Miguel Núñez • 9 julio, 2018
Pedirle a Dios que nos lleve en medio del sufrimiento no es necesariamente pecado. Esa es la respuesta clara que el pastor Miguel Núñez ofrece ante una pregunta que muchos creyentes se hacen en silencio cuando enfrentan una enfermedad grave o que roba toda calidad de vida. El punto no está en las palabras que se usan, sino en la actitud del corazón desde la que se elevan.
Cuando alguien agotado por la enfermedad le dice al Señor con humildad y confianza que ya no tiene fuerzas, que desea ir a estar con Él, esa es una expresión legítima del corazón que Dios puede escuchar o no según Su voluntad. No hay pecado en esa transparencia. Lo que sí constituye una actitud pecaminosa es cuando esa petición viene acompañada de ira, resentimiento o una exigencia hacia Dios por haber permitido el sufrimiento, como si Él nos debiera una explicación o una salida inmediata.
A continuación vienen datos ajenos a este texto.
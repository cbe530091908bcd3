//! docweave Snippet Model
//!
//! Turns parsed Python files into immutable [`CodeSnippet`]s, one per function
//! or class, with everything downstream tooling needs to know about them.
//!
//! # Core Concepts
//!
//! - [`SourceDefinition`]: a function, class or module located in a tree
//! - [`CodeSnippet`]: verbatim text plus identifiers, import slice and test location
//! - [`QualifiedPath`]: chain of enclosing names (`Greeter.greet`)
//! - [`TestIndex`]: expected versus existing tests over a batch of snippets
//!
//! # Example
//!
//! ```rust
//! use docweave_snippet::prelude::*;
//!
//! let source = "import os\n\nclass BarBaz:\n    def quux(self):\n        return os.sep\n";
//! let options = ExtractOptions::new("/proj/pkg/mod.py").with_project_root("/proj");
//! let file = extract_snippets(source, &options).unwrap();
//!
//! let quux = &file.snippets[1];
//! assert_eq!(quux.qualified_path().to_string(), "BarBaz.quux");
//! assert_eq!(quux.imports(), "import os");
//! assert_eq!(quux.expected_test_identifier(), Some("test_bar_baz_quux"));
//! ```

#![warn(missing_docs)]
#![warn(unreachable_pub)]

pub mod definition;
pub mod error;
pub mod extract;
pub mod imports;
pub mod naming;
pub mod needed;
pub mod qualified;
pub mod references;
pub mod snippet;

// Re-exports
pub use definition::{DefinitionKind, SourceDefinition};
pub use error::{PathError, SnippetError};
pub use extract::{extract_from_tree, extract_snippets, ExtractOptions, FileSnippets};
pub use imports::{slice_imports, ImportSource, ImportStatement, ImportedName};
pub use naming::{
    camel_to_snake, expected_test_location, import_path_to_file_path, is_test_module,
    module_path, test_identifier, TestLayout, TestLocation, TESTS_ROOT,
};
pub use needed::{needed_tests, NeededTest, TestIndex};
pub use qualified::{QualifiedPath, QualifiedPathError};
pub use references::{assigned_identifiers, referenced_identifiers};
pub use snippet::CodeSnippet;

/// Version of this crate
pub const VERSION: &str = env!("CARGO_PKG_VERSION");

/// Prelude for convenient imports
pub mod prelude {
    pub use crate::{
        extract_snippets, needed_tests, CodeSnippet, DefinitionKind, ExtractOptions,
        FileSnippets, PathError, QualifiedPath, SnippetError, TestIndex, TestLayout,
        TestLocation,
    };
}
El pastor Núñez traza una distinción importante: una cosa es decirle al Señor "quiero ir contigo, estoy cansado y abatido", y otra muy distinta es reclamarle a Dios con amargura. La primera actitud puede ir de la mano con una entrega genuina: "pero si todavía tienes un propósito para mí, lo acepto, y te pido la gracia para sobrellevarlo". Esa combinación de deseo honesto y sumisión a la voluntad divina es el modelo de una oración fiel, incluso en el umbral de la muerte.